R. J. Mammone
Rutgers Univ., CAIP Ctr., Core Bldg., Frelinghuysen Rd., P.O. Box 1390, Piscataway, NJ 08855
In this paper, a new method for on-line training that overcomes interference in neural networks is presented. The language acquisition problem is modeled as a system of linear equations as first given by Gorin et al. [A. Gorin et al., ``Adaptive Acquisition of Language,'' in Neural Networks, Theory and Applications, edited by R. J. Mammone and Y. Y. Zeevi (Academic, New York), p. 125]. The new method encodes data patterns or words that have been learned previously as a set of convex constraints.
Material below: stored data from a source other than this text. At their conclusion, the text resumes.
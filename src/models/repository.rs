//! Source of seed posts and per-post display data.
//!
//! The feed store only talks to [`PostRepository`], so the static tables
//! below can be replaced by a real backend without touching the UI.

use crate::models::post::{Comment, ImageRef, Post, PostMeta};

pub trait PostRepository: Send {
    /// Posts shown when the feed is first built. `now` is epoch milliseconds.
    fn seed_posts(&self, now: i64) -> Vec<Post>;

    fn fetch_post_detail(&self, post_id: &str) -> Option<PostMeta>;

    /// Comments for a post, oldest first. Empty when none are known.
    fn fetch_comments(&self, post_id: &str, now: i64) -> Vec<Comment>;
}

/// Hardcoded collector posts.
#[derive(Debug, Default, Clone, Copy)]
pub struct SeedRepository;

struct SeedPost {
    id: &'static str,
    title: &'static str,
    content: &'static str,
    votes: i64,
    image: &'static str,
    age_ms: i64,
    author: &'static str,
    description: &'static str,
}

struct SeedComment {
    post_id: &'static str,
    id: &'static str,
    author: &'static str,
    text: &'static str,
    age_ms: i64,
    likes: u32,
}

const SEED_POSTS: &[SeedPost] = &[
    SeedPost {
        id: "1",
        title: "My Limited Edition POPMART Figurine!",
        content: "I just got this limited edition figurine and I am so excited about it. The colors and details are amazing!",
        votes: 8,
        image: "dbtt1.jpg",
        age_ms: 600_000,
        author: "PopMartLover",
        description: "Just received this amazing limited edition POPMART figurine from their latest blind box series! The attention to detail is incredible - from the metallic paint finish to the intricate accessories. This one is from the 'Fantastic World' collection, and it's even more beautiful in person. The translucent parts catch the light perfectly!",
    },
    SeedPost {
        id: "2",
        title: "Rare POPMART Collection",
        content: "Check out my rare POPMART collection. Each figurine has a unique style and character.",
        votes: 12,
        image: "dbtt2.jpeg",
        age_ms: 300_000,
        author: "CollectorKing",
        description: "Been collecting POPMART figures for over a year now, and these are some of my absolute favorites. Each one tells its own story, and the quality is consistently outstanding. The middle one is from the rare 'Midnight Dreams' series - took me months to find it!",
    },
    SeedPost {
        id: "3",
        title: "Custom POPMART Figurine Setup",
        content: "I arranged my POPMART figurines in a cool display at home. Love how they brighten up my space!",
        votes: 15,
        image: "dbtt3.jpg",
        age_ms: 100_000,
        author: "ArtisticDisplay",
        description: "Finally finished setting up my POPMART display corner! Used LED lighting to highlight each figure's unique features. The glass cabinet keeps them dust-free while showing off the collection perfectly. What do you think about the arrangement?",
    },
    SeedPost {
        id: "4",
        title: "My DIMOOOOOOO",
        content: "He is so cute with the clothes!",
        votes: 5,
        image: "dbtt4.webp",
        age_ms: 100_000,
        author: "DimooFanatic",
        description: "My newest DIMOO addition! The winter outfit series is absolutely adorable. The little scarf and earmuffs are so detailed, and the rosy cheeks add such a cute touch. Definitely one of my favorite designs from this collection!",
    },
];

const SEED_COMMENTS: &[SeedComment] = &[
    SeedComment {
        post_id: "1",
        id: "1-1",
        author: "ToyCritic",
        text: "The paint job on this one is incredible! Which store did you find it in?",
        age_ms: 300_000,
        likes: 5,
    },
    SeedComment {
        post_id: "1",
        id: "1-2",
        author: "CollectorPro",
        text: "I have been looking for this edition everywhere! So jealous!",
        age_ms: 200_000,
        likes: 3,
    },
    SeedComment {
        post_id: "2",
        id: "2-1",
        author: "POPMARTExpert",
        text: "That Midnight Dreams series is one of their best releases. Great collection!",
        age_ms: 250_000,
        likes: 7,
    },
    SeedComment {
        post_id: "2",
        id: "2-2",
        author: "ArtToy_Fan",
        text: "How long did it take you to complete this collection?",
        age_ms: 150_000,
        likes: 4,
    },
    SeedComment {
        post_id: "3",
        id: "3-1",
        author: "DisplayMaster",
        text: "The lighting setup is perfect! What LED strips are you using?",
        age_ms: 180_000,
        likes: 6,
    },
    SeedComment {
        post_id: "3",
        id: "3-2",
        author: "ToyPhotographer",
        text: "Love the arrangement! The depth really shows off each piece.",
        age_ms: 120_000,
        likes: 8,
    },
    SeedComment {
        post_id: "4",
        id: "4-1",
        author: "DimooLover",
        text: "This winter series is absolutely precious! The scarf details are amazing.",
        age_ms: 90_000,
        likes: 4,
    },
    SeedComment {
        post_id: "4",
        id: "4-2",
        author: "ToyCollector22",
        text: "I need this for my collection! Is this from the latest release?",
        age_ms: 60_000,
        likes: 3,
    },
];

impl PostRepository for SeedRepository {
    fn seed_posts(&self, now: i64) -> Vec<Post> {
        SEED_POSTS
            .iter()
            .map(|seed| Post {
                id: seed.id.to_string(),
                title: seed.title.to_string(),
                content: seed.content.to_string(),
                image: Some(ImageRef::Bundled(seed.image)),
                votes: seed.votes,
                timestamp: now - seed.age_ms,
            })
            .collect()
    }

    fn fetch_post_detail(&self, post_id: &str) -> Option<PostMeta> {
        SEED_POSTS
            .iter()
            .find(|seed| seed.id == post_id)
            .map(|seed| PostMeta {
                description: seed.description.to_string(),
                author: seed.author.to_string(),
            })
    }

    fn fetch_comments(&self, post_id: &str, now: i64) -> Vec<Comment> {
        SEED_COMMENTS
            .iter()
            .filter(|seed| seed.post_id == post_id)
            .map(|seed| Comment {
                id: seed.id.to_string(),
                author: seed.author.to_string(),
                text: seed.text.to_string(),
                timestamp: now - seed.age_ms,
                likes: seed.likes,
            })
            .collect()
    }
}
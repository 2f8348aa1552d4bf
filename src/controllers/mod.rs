pub mod app;
pub mod community;
pub mod navigation;
pub mod scheduler;

// Re-export key functions
pub use app::{start_app, App};
pub use navigation::{Route, Tab};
On-line training is then implemented using the row action projection (RAP) algorithm to readjust the weights subject to these convex constraints. The RAP algorithm asymptotically converges to the pseudoinverse solution in the case of simple linear constraints. The computational complexity of conventional methods of calculating the pseudoinverse make them unsuitable for on-line applications. The previously learned patterns are viewed as long-term memory while the on-line data is considered to reside in short-term memory. Memory retention is obtained in the new approach by storing the patterns that are close to the feature space boundaries in long-term memory. These stored patterns are then used as convex constraints for any subsequent on-line learning. In contrast to previous block learning strategies, the new approach learns the meaning of words sequentially. This enables the on-line training of a connectionist network. Computer simulations are presented that demonstrate the memory retention capabilities of the new on-line training algorithm.